◆ **What you are asked to do**
Nothing but the lines from the line with "DictionaryScanner::new(data, window, IMAGE_MARKERS)" through the end of the data is to be copied, and each is to be copied exactly.

◆ **Data supplied**
###
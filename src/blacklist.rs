//! Known-malicious domains.

use std::collections::HashSet;
use std::fs::File;
use std::io::{self, BufRead, BufReader};
use std::path::Path;

/// A set of blacklisted domains.
///
/// Entries are stored lowercase without a trailing dot, and membership is
/// exact: `evil.com` matches `evil.com` and `EVIL.com.` but not
/// `cdn.evil.com`. An entry written `*.evil.com` matches `evil.com` and every
/// name below it. [`covering_entry`](Self::covering_entry) extends that
/// subdomain coverage to every entry.
#[derive(Debug, Clone, Default, PartialEq, Eq)]
pub struct Blacklist {
    domains: HashSet<String>,
    wildcards: HashSet<String>,
}

impl Blacklist {
    pub fn new() -> Self {
        Self::default()
    }

    /// Add a domain. Returns `false` if it was already present or is empty.
    pub fn insert(&mut self, domain: &str) -> bool {
        match normalize_entry(domain) {
            Some(Entry::Exact(entry)) => self.domains.insert(entry),
            Some(Entry::Wildcard(entry)) => self.wildcards.insert(entry),
            None => false,
        }
    }

    /// Check a hostname against the blacklist, case-insensitively.
    pub fn contains(&self, host: &str) -> bool {
        self.matching_entry(host).is_some()
    }

    /// Like [`contains`](Self::contains), with every entry also covering its
    /// subdomains.
    pub fn covers(&self, host: &str) -> bool {
        self.covering_entry(host).is_some()
    }

    /// The entry `host` is listed under: an exact entry, or a `*.` entry for
    /// the host or one of its parents.
    pub fn matching_entry(&self, host: &str) -> Option<&str> {
        if self.is_empty() {
            return None;
        }

        let host = normalize_host(host);
        if let Some(entry) = self.domains.get(host.as_str()) {
            return Some(entry.as_str());
        }
        let entry = suffixes(&host).find_map(|name| self.wildcards.get(name).map(String::as_str));
        entry
    }

    /// The entry equal to `host` or to one of its parent domains, if any.
    pub fn covering_entry(&self, host: &str) -> Option<&str> {
        if self.is_empty() {
            return None;
        }

        let host = normalize_host(host);
        let entry = suffixes(&host).find_map(|name| {
            self.domains
                .get(name)
                .or_else(|| self.wildcards.get(name))
                .map(String::as_str)
        });
        entry
    }

    pub fn len(&self) -> usize {
        self.domains.len() + self.wildcards.len()
    }

    pub fn is_empty(&self) -> bool {
        self.domains.is_empty() && self.wildcards.is_empty()
    }

    /// Read one domain per line. Blank lines and `#` comments are skipped.
    pub fn from_reader(reader: impl BufRead) -> io::Result<Self> {
        let mut blacklist = Self::new();
        for line in reader.lines() {
            let line = line?;
            let entry = line.split('#').next().unwrap_or_default();
            blacklist.insert(entry);
        }
        Ok(blacklist)
    }

    /// Load a blacklist file in the [`from_reader`](Self::from_reader) format.
    pub fn load(path: impl AsRef<Path>) -> io::Result<Self> {
        let file = File::open(path)?;
        Self::from_reader(BufReader::new(file))
    }
}

impl<S: AsRef<str>> FromIterator<S> for Blacklist {
    fn from_iter<I: IntoIterator<Item = S>>(iter: I) -> Self {
        let mut blacklist = Self::new();
        blacklist.extend(iter);
        blacklist
    }
}

impl<S: AsRef<str>> Extend<S> for Blacklist {
    fn extend<I: IntoIterator<Item = S>>(&mut self, iter: I) {
        for domain in iter {
            self.insert(domain.as_ref());
        }
    }
}

enum Entry {
    Exact(String),
    Wildcard(String),
}

fn normalize_entry(domain: &str) -> Option<Entry> {
    let trimmed = domain.trim();
    let (trimmed, wildcard) = match trimmed.strip_prefix("*.") {
        Some(rest) => (rest, true),
        None => (trimmed, false),
    };
    let trimmed = trimmed.trim_end_matches('.');
    if trimmed.is_empty() {
        return None;
    }

    let entry = trimmed.to_lowercase();
    Some(if wildcard {
        Entry::Wildcard(entry)
    } else {
        Entry::Exact(entry)
    })
}

fn normalize_host(host: &str) -> String {
    host.trim_end_matches('.').to_lowercase()
}

/// `a.b.c`, `b.c`, `c`.
fn suffixes(host: &str) -> impl Iterator<Item = &str> {
    std::iter::successors(Some(host), |&name| {
        name.split_once('.')
            .map(|(_, parent)| parent)
            .filter(|parent| !parent.is_empty())
    })
}
// 画像XObject辞書の探索: `<<` ... `>>` stream の範囲を有限窓で列挙する

use super::find_bytes;

/// 画像XObject辞書として扱うために含まれていなければならないトークン。
pub const IMAGE_MARKERS: &[&[u8]] = &[b"/Subtype", b"/Image"];

/// ストリームを伴う辞書1件分。
///
/// `dict` は `<<` と `>>` の間のバイト列（区切り自体は含まない）。
#[derive(Debug, Clone, Copy, PartialEq, Eq)]
pub struct StreamDictionary<'a> {
    pub dict: &'a [u8],
    /// 文書先頭から `<<` までのオフセット。
    pub offset: usize,
    /// `stream` キーワードと改行の直後、ストリーム先頭バイトのオフセット。
    pub stream_start: usize,
}

impl<'a> StreamDictionary<'a> {
    /// 辞書内にバイト列が含まれるか。
    pub fn contains(&self, needle: &[u8]) -> bool {
        find_bytes(self.dict, needle).is_some()
    }

    /// キーの直後にある整数リテラルを返す。
    ///
    /// `/Length 42 0 R` のような間接参照は解決せず `None` を返す。
    pub fn inline_integer(&self, key: &[u8]) -> Option<u64> {
        let (value, rest) = self.integer_value(key)?;
        if is_indirect_reference_tail(rest) {
            return None;
        }
        Some(value)
    }

    /// キーの直後にある整数を返す（間接参照かどうかは区別しない）。
    pub fn integer(&self, key: &[u8]) -> Option<u64> {
        self.integer_value(key).map(|(value, _)| value)
    }

    /// キーが辞書に現れるか。
    pub fn has_key(&self, key: &[u8]) -> bool {
        key_positions(self.dict, key).next().is_some()
    }

    /// 整数値と、その直後の残りバイト列を返す。
    fn integer_value(&self, key: &[u8]) -> Option<(u64, &'a [u8])> {
        let dict = self.dict;
        key_positions(dict, key).find_map(move |value_pos| parse_integer(&dict[value_pos..]))
    }
}

/// 辞書中でキーとして現れる位置（キー直後のオフセット）を列挙する。
///
/// `/Width` が `/WidthScale` のような別キーの先頭部分に一致した場合は除外する。
fn key_positions<'d>(dict: &'d [u8], key: &'d [u8]) -> impl Iterator<Item = usize> + 'd {
    let mut from = 0;
    std::iter::from_fn(move || {
        while from < dict.len() {
            let idx = find_bytes(&dict[from..], key)? + from;
            let end = idx + key.len();
            from = idx + 1;
            if dict.get(end).is_none_or(|&b| !is_regular(b)) {
                return Some(end);
            }
        }
        None
    })
}

/// 先頭の空白を読み飛ばして10進整数を読む。桁あふれは `None`。
fn parse_integer(bytes: &[u8]) -> Option<(u64, &[u8])> {
    let bytes = skip_whitespace(bytes);
    let digits = bytes.iter().take_while(|b| b.is_ascii_digit()).count();
    if digits == 0 {
        return None;
    }

    let mut value: u64 = 0;
    for &b in &bytes[..digits] {
        value = value.checked_mul(10)?.checked_add(u64::from(b - b'0'))?;
    }
    Some((value, &bytes[digits..]))
}

/// 整数の直後が ` <gen> R` で続くか（間接参照の末尾）。
fn is_indirect_reference_tail(rest: &[u8]) -> bool {
    let Some((_, after_gen)) = parse_integer(rest) else {
        return false;
    };
    let after_gen = skip_whitespace(after_gen);
    after_gen.first() == Some(&b'R') && after_gen.get(1).is_none_or(|&b| !is_regular(b))
}

/// PDFの空白文字。
pub(crate) fn is_whitespace(b: u8) -> bool {
    matches!(b, b' ' | b'\t' | b'\r' | b'\n' | 0x0C | 0x00)
}

/// PDFの区切り文字。
fn is_delimiter(b: u8) -> bool {
    matches!(
        b,
        b'(' | b')' | b'<' | b'>' | b'[' | b']' | b'{' | b'}' | b'/' | b'%'
    )
}

/// 空白でも区切りでもない通常文字か。
fn is_regular(b: u8) -> bool {
    !is_whitespace(b) && !is_delimiter(b)
}

fn skip_whitespace(bytes: &[u8]) -> &[u8] {
    let n = bytes.iter().take_while(|&&b| is_whitespace(b)).count();
    &bytes[n..]
}

/// 文書中の `<< ... >> stream` を先頭から順に列挙するイテレータ。
///
/// 対応する `>>` が先読み窓 `window` の中に見つからない辞書は黙って読み飛ばす。
/// 走査は有限で、`clone()` した時点の位置からやり直せる。
#[derive(Debug, Clone)]
pub struct DictionaryScanner<'a> {
    data: &'a [u8],
    pos: usize,
    window: usize,
    markers: &'a [&'a [u8]],
}

impl<'a> DictionaryScanner<'a> {
    /// `markers` のすべてを含む辞書だけを返すスキャナを作成する。
    pub fn new(data: &'a [u8], window: usize, markers: &'a [&'a [u8]]) -> Self {
        Self {
            data,
            pos: 0,
            window,
            markers,
        }
    }

    /// `open` の位置にある `<<` から辞書とストリーム開始位置を読み取る。
    fn match_at(&self, open: usize) -> Option<StreamDictionary<'a>> {
        let data = self.data;
        let limit = open.saturating_add(self.window).min(data.len());

        let mut depth = 0usize;
        let mut i = open;
        let mut close = None;
        while i + 1 < limit {
            match (data[i], data[i + 1]) {
                (b'<', b'<') => {
                    depth += 1;
                    i += 2;
                }
                (b'>', b'>') => {
                    depth = depth.saturating_sub(1);
                    i += 2;
                    if depth == 0 {
                        close = Some(i - 2);
                        break;
                    }
                }
                _ => i += 1,
            }
        }
        let close = close?;
        let dict = &data[open + 2..close];

        if !self.markers.iter().all(|m| find_bytes(dict, m).is_some()) {
            return None;
        }

        let stream_start = stream_data_start(data, close + 2)?;
        Some(StreamDictionary {
            dict,
            offset: open,
            stream_start,
        })
    }
}

/// `>>` の直後から `stream` キーワードと改行を読み、データ先頭位置を返す。
fn stream_data_start(data: &[u8], after_dict: usize) -> Option<usize> {
    let rest = data.get(after_dict..)?;
    let keyword_pos = after_dict + rest.iter().take_while(|&&b| is_whitespace(b)).count();
    let rest = data.get(keyword_pos..)?;
    let rest = rest.strip_prefix(b"stream")?;

    let eol = if rest.starts_with(b"\r\n") {
        2
    } else if rest.starts_with(b"\n") {
        1
    } else {
        return None;
    };
    Some(keyword_pos + b"stream".len() + eol)
}

impl<'a> Iterator for DictionaryScanner<'a> {
    type Item = StreamDictionary<'a>;

    fn next(&mut self) -> Option<Self::Item> {
        while self.pos < self.data.len() {
            let Some(rel) = find_bytes(&self.data[self.pos..], b"<<") else {
                break;
            };
            let open = self.pos + rel;

            if let Some(found) = self.match_at(open) {
                self.pos = found.stream_start;
                return Some(found);
            }
            self.pos = open + 1;
        }
        self.pos = self.data.len();
        None
    }
}

/// 画像XObject辞書（`/Subtype` と `/Image` を含むもの）を列挙する。
pub fn image_dictionaries(data: &[u8], window: usize) -> DictionaryScanner<'_> {
    DictionaryScanner::new(data, window, IMAGE_MARKERS)
}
###
◆ **Answer below**
    DictionaryScanner::new(data, window, IMAGE_MARKERS)
}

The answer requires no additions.